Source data
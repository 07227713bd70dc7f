//! MockDraft Core Library
//!
//! Platform-agnostic core of the MockDraft UI mockup editor: widget
//! archetypes, the item scene, gestures, undoable commands and the XML
//! mockup format.

pub mod commands;
pub mod config;
pub mod document;
pub mod draw;
pub mod error;
pub mod interaction;
pub mod items;
pub mod persist;
pub mod scene;
pub mod snap;
pub mod storage;
pub mod theme;
pub mod widgets;

pub use commands::{Command, CommandContext, CommandStack, DataEdit};
pub use config::EditorConfig;
pub use document::Document;
pub use draw::{ColorRole, DrawOp, FontSpec, WidgetColor};
pub use error::{DocumentError, DocumentResult};
pub use interaction::{Gesture, HandleKind, Interaction};
pub use items::{Group, Item, ItemId, Placeable, Widget};
pub use scene::{Painter, Scene, SceneEvent};
pub use snap::{SnapGuide, SnapPolicy};
pub use storage::{FileStorage, MemoryStorage, Storage, StorageError, StorageResult};
pub use theme::{ApproxTheme, Theme};
pub use widgets::{BoolProperty, IntProperty, PropertySet, WidgetData, WidgetFields, WidgetType};
#[cfg(test)]
mod tests {
    use super::*;
    use crate::theme::ApproxTheme;

    fn place(scene: &mut Scene, theme: &ApproxTheme, kind: WidgetType, x: f64, y: f64) -> ItemId {
        let id = scene.insert(Widget::new(kind, Point::new(x, y), theme));
        scene.add_on_top(id);
        id
    }

    #[test]
    fn test_write_button() {
        let theme = ApproxTheme::new();
        let mut scene = Scene::default();
        let id = place(&mut scene, &theme, WidgetType::Button, 10.0, 20.0);
        let xml = write_controls(&scene, &[id], true).unwrap();

        assert!(xml.starts_with("<?xml version=\"1.0\" encoding=\"UTF-8\"?>"));
        assert!(xml.contains("<controls>"));
        assert!(xml.contains(r#"controlID="0""#));
        assert!(xml.contains(&format!(r#"controlTypeID="{}""#, WidgetType::Button.ordinal())));
        assert!(xml.contains(r#"x="10" y="20" w="-1" h="-1""#));
        assert!(xml.contains(r#"isInGroup="-1""#));
        assert!(xml.contains("<text>button</text>"));
        assert!(xml.contains("<color>#ffffff</color>"));
        assert!(!xml.contains("selectedIndex"));
        assert!(xml.contains("\n    <control "));
    }

    #[test]
    fn test_read_back_fields_and_geometry() {
        let theme = ApproxTheme::new();
        let mut scene = Scene::default();
        let id = place(&mut scene, &theme, WidgetType::Accordion, 5.0, 6.0);
        scene.edit_widget(id, &theme, |d| {
            d.set_texts(vec!["A".into(), "B".into(), "- B1".into(), "C".into()])
        });
        scene.set_rect(id, kurbo::Rect::new(5.0, 6.0, 405.0, 506.0));
        let xml = write_controls(&scene, &[id], false).unwrap();
        assert!(xml.contains("<text>A%0AB%0A- B1%0AC</text>"));

        let controls = read_controls(&xml, &theme).unwrap();
        assert_eq!(controls.len(), 1);
        let loaded = &controls[0].widget;
        let original = scene.widget(id).unwrap();
        assert_eq!(loaded.kind(), WidgetType::Accordion);
        assert_eq!(loaded.data().fields(), original.data().fields());
        assert_eq!(loaded.pos_rect(), original.pos_rect());
        assert_eq!(controls[0].group, None);
        assert!((controls[0].z.unwrap() - original.z()).abs() < f64::EPSILON);
    }

    #[test]
    fn test_groups_share_marker_and_absolute_positions() {
        let theme = ApproxTheme::new();
        let mut scene = Scene::default();
        let a = place(&mut scene, &theme, WidgetType::Button, 30.0, 40.0);
        let b = place(&mut scene, &theme, WidgetType::Button, 100.0, 90.0);
        let group = scene.create_group(&[a, b]);
        let xml = write_controls(&scene, &[group], false).unwrap();

        let controls = read_controls(&xml, &theme).unwrap();
        assert_eq!(controls.len(), 2);
        assert_eq!(controls[0].group, Some(0));
        assert_eq!(controls[1].group, Some(0));
        assert_eq!(controls[0].widget.pos(), Point::new(30.0, 40.0));
        assert_eq!(controls[1].widget.pos(), Point::new(100.0, 90.0));
        assert!(controls[0].widget.is_locked());
    }

    #[test]
    fn test_wrong_root_fails() {
        let theme = ApproxTheme::new();
        let err = read_controls("<widgets><control/></widgets>", &theme).unwrap_err();
        assert!(matches!(err, DocumentError::WrongRoot(name) if name == "widgets"));
    }

    #[test]
    fn test_malformed_xml_fails() {
        let theme = ApproxTheme::new();
        assert!(matches!(read_controls("<controls><control>", &theme), Err(DocumentError::Xml(_))));
        assert!(matches!(
            read_controls("<controls></control>", &theme),
            Err(DocumentError::Xml(_))
        ));
    }

    #[test]
    fn test_unknown_type_is_skipped() {
        let theme = ApproxTheme::new();
        let xml = format!(
            r#"<controls><control controlTypeID="999"/><control controlTypeID="{}" x="7" y="8"/></controls>"#,
            WidgetType::Button.ordinal()
        );
        let controls = read_controls(&xml, &theme).unwrap();
        assert_eq!(controls.len(), 1);
        assert_eq!(controls[0].widget.pos(), Point::new(7.0, 8.0));
    }

    #[test]
    fn test_bad_values_keep_defaults() {
        let theme = ApproxTheme::new();
        let xml = format!(
            r#"<controls>
                <control controlTypeID="{}" x="-5" y="abc" w="oops" locked="yes">
                    <controlProperties>
                        <selectedIndex>42</selectedIndex>
                        <value>nope</value>
                        <mystery>1</mystery>
                    </controlProperties>
                </control>
            </controls>"#,
            WidgetType::Accordion.ordinal()
        );
        let controls = read_controls(&xml, &theme).unwrap();
        let widget = &controls[0].widget;
        assert_eq!(widget.pos(), Point::ZERO);
        assert_eq!(widget.size(), widget.data().measured_size());
        assert_eq!(widget.data().fields().selected_index, 0);
        assert!(!widget.is_locked());
        assert_eq!(controls[0].z, None);
    }

    #[test]
    fn test_properties_outside_set_ignored() {
        let theme = ApproxTheme::new();
        let xml = format!(
            r#"<controls><control controlTypeID="{}"><controlProperties><bold>1</bold><text>hi &amp; bye</text></controlProperties></control></controls>"#,
            WidgetType::TreePane.ordinal()
        );
        let controls = read_controls(&xml, &theme).unwrap();
        let fields = controls[0].widget.data().fields();
        assert!(!fields.bold);
        assert_eq!(fields.text(), "hi & bye");
    }

    #[test]
    fn test_fragments() {
        let theme = ApproxTheme::new();
        let control = format!(r#"<control controlTypeID="{}"/>"#, WidgetType::Button.ordinal());
        assert!(is_fragment(&control));
        assert_eq!(read_fragment(&control, &theme).unwrap().len(), 1);
        assert_eq!(read_fragment(&format!("<controls>{control}{control}</controls>"), &theme).unwrap().len(), 2);
        assert!(!is_fragment("hello"));
        assert!(matches!(read_fragment("hello", &theme), Err(DocumentError::NotAFragment)));
    }
}
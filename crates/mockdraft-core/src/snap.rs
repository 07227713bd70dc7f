//! Drag-time alignment of a widget against the other widgets.
//!
//! While a single widget is dragged, its edges and center are compared with
//! every other top-level widget. A match within the threshold produces a
//! [`SnapGuide`]: the offset to apply on release plus the guide line to draw.

use kurbo::{Point, Rect};
use serde::{Deserialize, Serialize};

/// Distance under which an edge or center snaps.
pub const SNAP_THRESHOLD: f64 = 5.0;

/// Offsets at or below this are treated as already aligned.
const ALIGNED_EPSILON: f64 = 1e-9;

/// How to choose between several candidates within the threshold.
#[derive(Debug, Clone, Copy, PartialEq, Eq, Default, Serialize, Deserialize)]
#[serde(rename_all = "snake_case")]
pub enum SnapPolicy {
    /// Smallest absolute offset across every candidate widget.
    #[default]
    Nearest,
    /// Scan widgets in z order; within a widget the last matching check
    /// wins, and the scan stops at the first widget that matched.
    LastMatch,
}

/// Axis along which a snap offset applies.
#[derive(Debug, Clone, Copy, PartialEq, Eq, Serialize, Deserialize)]
#[serde(rename_all = "snake_case")]
pub enum Axis {
    /// Horizontal shift; the guide is a vertical line at `x = line`.
    X,
    /// Vertical shift; the guide is a horizontal line at `y = line`.
    Y,
}

/// Result of a snap computation.
#[derive(Debug, Clone, Copy, PartialEq, Serialize, Deserialize)]
pub struct SnapGuide {
    pub axis: Axis,
    /// Signed distance to move the dragged widget along `axis`.
    pub offset: f64,
    /// Guide line coordinate along `axis`.
    pub line: f64,
}

impl SnapGuide {
    fn new(axis: Axis, offset: f64, line: f64) -> Self {
        Self { axis, offset, line }
    }

    /// Apply the offset to a position.
    pub fn apply(&self, pos: Point) -> Point {
        match self.axis {
            Axis::X => Point::new(pos.x + self.offset, pos.y),
            Axis::Y => Point::new(pos.x, pos.y + self.offset),
        }
    }

    fn is_aligned(&self) -> bool {
        self.offset.abs() <= ALIGNED_EPSILON
    }
}

/// Alignment candidates of `moving` against `target`, in check order.
///
/// Order: centers (x then y), then the four x edge pairings, then the four
/// y edge pairings.
pub fn candidates(moving: Rect, target: Rect, threshold: f64) -> Vec<SnapGuide> {
    let (x, y, x1, y1) = (moving.x0, moving.y0, moving.x1, moving.y1);
    let (tx, ty, tx1, ty1) = (target.x0, target.y0, target.x1, target.y1);
    let center_x = (tx + tx1) / 2.0;
    let center_y = (ty + ty1) / 2.0;

    let checks = [
        SnapGuide::new(Axis::X, center_x - (x + x1) / 2.0, center_x),
        SnapGuide::new(Axis::Y, center_y - (y + y1) / 2.0, center_y),
        SnapGuide::new(Axis::X, tx - x, tx),
        SnapGuide::new(Axis::X, tx1 - x, tx1),
        SnapGuide::new(Axis::X, tx - x1, tx),
        SnapGuide::new(Axis::X, tx1 - x1, tx1),
        SnapGuide::new(Axis::Y, ty - y, ty),
        SnapGuide::new(Axis::Y, ty1 - y, ty1),
        SnapGuide::new(Axis::Y, ty - y1, ty),
        SnapGuide::new(Axis::Y, ty1 - y1, ty1),
    ];
    checks
        .into_iter()
        .filter(|c| c.offset.abs() < threshold)
        .collect()
}

/// Compute the snap for `moving` against `targets` (in z-ascending order).
///
/// Returns `None` when nothing is within the threshold or the best
/// candidate is already aligned.
pub fn compute_snap<I>(moving: Rect, targets: I, threshold: f64, policy: SnapPolicy) -> Option<SnapGuide>
where
    I: IntoIterator<Item = Rect>,
{
    match policy {
        SnapPolicy::LastMatch => {
            for target in targets {
                if let Some(last) = candidates(moving, target, threshold).pop() {
                    if !last.is_aligned() {
                        return Some(last);
                    }
                }
            }
            None
        }
        SnapPolicy::Nearest => {
            let best = targets
                .into_iter()
                .flat_map(|target| candidates(moving, target, threshold))
                .fold(None::<SnapGuide>, |best, c| match best {
                    Some(b) if b.offset.abs() <= c.offset.abs() => Some(b),
                    _ => Some(c),
                })?;
            (!best.is_aligned()).then_some(best)
        }
    }
}
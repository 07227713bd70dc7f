//! Widget data: per-archetype defaults, measurement and drawing.
//!
//! Each archetype is a [`Behavior`] table of plain functions selected by
//! [`WidgetType`]. [`WidgetData`] owns the persisted fields plus the derived
//! layout, measured size and cached drawing sequence.

mod accordion;
mod alert_box;
mod breadcrumbs;
mod browser_window;
mod button;
mod image;
mod kind;
mod placeholder;

pub use accordion::{AccordionLayout, SUB_ITEM_MARKER};
pub use alert_box::AlertParts;
pub use kind::{PropertySet, WidgetType};

use crate::draw::{DEFAULT_FONT_SIZE, DrawOp, FontSpec, WidgetColor};
use crate::theme::Theme;
use kurbo::Size;
use serde::{Deserialize, Serialize};

/// Persisted, user-editable fields shared by every archetype.
#[derive(Debug, Clone, PartialEq, Eq, Serialize, Deserialize)]
pub struct WidgetFields {
    pub texts: Vec<String>,
    pub selected_index: i32,
    pub v_scrollbar: bool,
    pub value: i32,
    pub bold: bool,
    pub italic: bool,
    pub underline: bool,
    pub font_size: i32,
    pub state: i32,
    pub color: WidgetColor,
}

impl Default for WidgetFields {
    fn default() -> Self {
        Self {
            texts: Vec::new(),
            selected_index: 0,
            v_scrollbar: false,
            value: 0,
            bold: false,
            italic: false,
            underline: false,
            font_size: DEFAULT_FONT_SIZE,
            state: 0,
            color: WidgetColor::white(),
        }
    }
}

impl WidgetFields {
    /// First text entry, or empty.
    pub fn text(&self) -> &str {
        self.texts.first().map(String::as_str).unwrap_or("")
    }

    /// Font built from the bold/italic/size flags.
    pub fn font(&self, with_underline: bool) -> FontSpec {
        FontSpec::new(
            self.font_size,
            self.bold,
            self.italic,
            with_underline && self.underline,
        )
    }
}

/// Helper state derived from the fields before measuring.
#[derive(Debug, Clone, PartialEq, Default)]
pub enum Layout {
    #[default]
    None,
    Accordion(AccordionLayout),
    Alert(AlertParts),
    Font(FontSpec),
}

/// Inputs for measuring and rendering one widget.
pub struct RenderContext<'a> {
    pub kind: WidgetType,
    pub fields: &'a WidgetFields,
    pub layout: &'a Layout,
    pub theme: &'a dyn Theme,
}

impl RenderContext<'_> {
    /// Font derived during parsing, if the archetype builds one.
    pub fn font(&self) -> Option<&FontSpec> {
        match self.layout {
            Layout::Font(font) => Some(font),
            _ => None,
        }
    }
}

/// Function table for one archetype.
pub(crate) struct Behavior {
    pub properties: PropertySet,
    /// Named states; when present the selected index aliases `state`.
    pub states: &'static [&'static str],
    pub defaults: fn(WidgetType, &mut WidgetFields),
    pub initial_measure: Size,
    pub parse: fn(&WidgetFields) -> Layout,
    /// Receives the previous measured size; returns it unchanged to keep it.
    pub measure: fn(&RenderContext<'_>, Size) -> Size,
    pub render: fn(&RenderContext<'_>, Size) -> Vec<DrawOp>,
}

pub(crate) fn no_layout(_: &WidgetFields) -> Layout {
    Layout::None
}

fn behavior(kind: WidgetType) -> &'static Behavior {
    use WidgetType::*;
    match kind {
        Accordion => &accordion::BEHAVIOR,
        AlertBox => &alert_box::BEHAVIOR,
        Breadcrumbs => &breadcrumbs::BEHAVIOR,
        BrowserWindow => &browser_window::BEHAVIOR,
        Button => &button::BEHAVIOR,
        Calendar | ChartBar | ChartColumn | ChartLine | ChartPie | FormattingToolbar
        | HorzSplitter | PlaybackControls | RedX | StreetMap | VertSplitter | VolumeSlider
        | Webcam => &image::BEHAVIOR,
        _ => &placeholder::BEHAVIOR,
    }
}

/// Integer-valued widget properties.
#[derive(Debug, Clone, Copy, PartialEq, Eq, Hash)]
pub enum IntProperty {
    SelectedIndex,
    Value,
    FontSize,
}

impl IntProperty {
    fn flag(self) -> PropertySet {
        match self {
            IntProperty::SelectedIndex => PropertySet::SELECTED_INDEX,
            IntProperty::Value => PropertySet::VALUE,
            IntProperty::FontSize => PropertySet::FONT_SIZE,
        }
    }

    /// Label fragment used in undo text.
    pub fn label(self) -> &'static str {
        match self {
            IntProperty::SelectedIndex => "selected index",
            IntProperty::Value => "value",
            IntProperty::FontSize => "font size",
        }
    }
}

/// Boolean widget properties.
#[derive(Debug, Clone, Copy, PartialEq, Eq, Hash)]
pub enum BoolProperty {
    VScrollbar,
    Bold,
    Italic,
    Underline,
}

impl BoolProperty {
    fn flag(self) -> PropertySet {
        match self {
            BoolProperty::VScrollbar => PropertySet::VSCROLLBAR,
            BoolProperty::Bold => PropertySet::FONT_BOLD,
            BoolProperty::Italic => PropertySet::FONT_ITALIC,
            BoolProperty::Underline => PropertySet::FONT_UNDERLINE,
        }
    }

    /// Label fragment used in undo text.
    pub fn label(self) -> &'static str {
        match self {
            BoolProperty::VScrollbar => "scrollbar",
            BoolProperty::Bold => "bold",
            BoolProperty::Italic => "italic",
            BoolProperty::Underline => "underline",
        }
    }
}

/// Trim every entry and drop the empty ones.
pub fn trim_texts<I, S>(texts: I) -> Vec<String>
where
    I: IntoIterator<Item = S>,
    S: AsRef<str>,
{
    texts
        .into_iter()
        .map(|t| t.as_ref().trim().to_string())
        .filter(|t| !t.is_empty())
        .collect()
}

/// Archetype state of one widget.
#[derive(Debug, Clone, PartialEq)]
pub struct WidgetData {
    kind: WidgetType,
    fields: WidgetFields,
    layout: Layout,
    measured: Size,
    drawing: Vec<DrawOp>,
    dirty: bool,
}

impl WidgetData {
    /// Data with the archetype's default fields, not yet measured.
    pub fn new(kind: WidgetType) -> Self {
        let behavior = behavior(kind);
        let mut fields = WidgetFields::default();
        (behavior.defaults)(kind, &mut fields);
        Self {
            kind,
            fields,
            layout: Layout::None,
            measured: behavior.initial_measure,
            drawing: Vec::new(),
            dirty: true,
        }
    }

    pub fn kind(&self) -> WidgetType {
        self.kind
    }

    pub fn fields(&self) -> &WidgetFields {
        &self.fields
    }

    /// Editable properties of this archetype.
    pub fn properties(&self) -> PropertySet {
        behavior(self.kind).properties
    }

    /// Choices offered for the selected index, if any.
    pub fn states(&self) -> &'static [&'static str] {
        behavior(self.kind).states
    }

    pub fn measured_size(&self) -> Size {
        self.measured
    }

    /// Seed the measured size, as read from a persisted record.
    pub(crate) fn set_measured_size(&mut self, size: Size) {
        self.measured = size;
    }

    pub fn layout(&self) -> &Layout {
        &self.layout
    }

    /// Cached drawing sequence; may be stale if [`is_dirty`](Self::is_dirty).
    pub fn drawing(&self) -> &[DrawOp] {
        &self.drawing
    }

    pub fn is_dirty(&self) -> bool {
        self.dirty
    }

    /// Mark the drawing sequence stale after a geometry change.
    pub fn invalidate(&mut self) {
        self.dirty = true;
    }

    fn context<'a>(&'a self, theme: &'a dyn Theme) -> RenderContext<'a> {
        RenderContext {
            kind: self.kind,
            fields: &self.fields,
            layout: &self.layout,
            theme,
        }
    }

    /// Re-derive, re-measure and re-render.
    ///
    /// Returns the widget's new size: the measured size when `to_measured`
    /// is set, otherwise `size` grown on each axis where the measured size
    /// increased.
    pub fn update(&mut self, size: Size, to_measured: bool, theme: &dyn Theme) -> Size {
        let behavior = behavior(self.kind);
        let previous = self.measured;
        self.layout = (behavior.parse)(&self.fields);
        self.measured = (behavior.measure)(&self.context(theme), previous);

        let size = if to_measured {
            self.measured
        } else if self.measured.width > previous.width || self.measured.height > previous.height {
            Size::new(
                size.width.max(self.measured.width),
                size.height.max(self.measured.height),
            )
        } else {
            size
        };
        self.render(size, theme);
        size
    }

    /// Recompute the drawing sequence for the given size.
    pub fn render(&mut self, size: Size, theme: &dyn Theme) {
        let behavior = behavior(self.kind);
        self.drawing = (behavior.render)(&self.context(theme), size);
        self.dirty = false;
    }

    /// Replace all fields at once; callers re-run `update`.
    pub(crate) fn restore_fields(&mut self, fields: WidgetFields) {
        self.fields = fields;
    }

    /// Set the text list, trimmed with empty entries dropped.
    ///
    /// Returns true if the change affects layout.
    pub fn set_texts(&mut self, texts: Vec<String>) -> bool {
        let props = self.properties();
        self.fields.texts = trim_texts(texts);
        props.has_text()
    }

    /// Editable text: the single line, or the entries joined by newlines.
    pub fn editable_text(&self) -> String {
        if self.properties().contains(PropertySet::MULTILINE_TEXTS) {
            self.fields.texts.join("\n")
        } else {
            self.fields.text().to_string()
        }
    }

    /// Parse an edited text block back into the text list.
    pub fn texts_from_edit(&self, text: &str) -> Vec<String> {
        if self.properties().contains(PropertySet::MULTILINE_TEXTS) {
            trim_texts(text.split('\n'))
        } else {
            trim_texts([text])
        }
    }

    pub fn selected_index(&self) -> i32 {
        if self.states().is_empty() {
            self.fields.selected_index
        } else {
            self.fields.state
        }
    }

    pub fn int_property(&self, prop: IntProperty) -> i32 {
        match prop {
            IntProperty::SelectedIndex => self.selected_index(),
            IntProperty::Value => self.fields.value,
            IntProperty::FontSize => self.fields.font_size,
        }
    }

    /// Returns true if the change affects layout.
    pub fn set_int_property(&mut self, prop: IntProperty, value: i32) -> bool {
        let props = self.properties();
        match prop {
            IntProperty::SelectedIndex if !self.states().is_empty() => {
                self.fields.state = value;
                return props.contains(PropertySet::STATE);
            }
            IntProperty::SelectedIndex => self.fields.selected_index = value,
            IntProperty::Value => self.fields.value = value,
            IntProperty::FontSize => self.fields.font_size = value,
        }
        props.contains(prop.flag())
    }

    pub fn bool_property(&self, prop: BoolProperty) -> bool {
        match prop {
            BoolProperty::VScrollbar => self.fields.v_scrollbar,
            BoolProperty::Bold => self.fields.bold,
            BoolProperty::Italic => self.fields.italic,
            BoolProperty::Underline => self.fields.underline,
        }
    }

    /// Returns true if the change affects layout.
    pub fn set_bool_property(&mut self, prop: BoolProperty, value: bool) -> bool {
        match prop {
            BoolProperty::VScrollbar => self.fields.v_scrollbar = value,
            BoolProperty::Bold => self.fields.bold = value,
            BoolProperty::Italic => self.fields.italic = value,
            BoolProperty::Underline => self.fields.underline = value,
        }
        self.properties().contains(prop.flag())
    }

    /// Returns true if the change affects layout.
    pub fn set_color(&mut self, color: WidgetColor) -> bool {
        self.fields.color = color;
        self.properties().contains(PropertySet::COLOR)
    }

    /// Mutable access for persisted-record loading.
    pub(crate) fn fields_mut(&mut self) -> &mut WidgetFields {
        &mut self.fields
    }
}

WHAT TO WORK ON » Every line above with the word "ordinal" belongs in the answer, copied as written.

SOLUTION FOR THIS TASK »
        assert!(xml.contains(&format!(r#"controlTypeID="{}""#, WidgetType::Button.ordinal())));
            WidgetType::Button.ordinal()
            WidgetType::Accordion.ordinal()
            WidgetType::TreePane.ordinal()
        let control = format!(r#"<control controlTypeID="{}"/>"#, WidgetType::Button.ordinal());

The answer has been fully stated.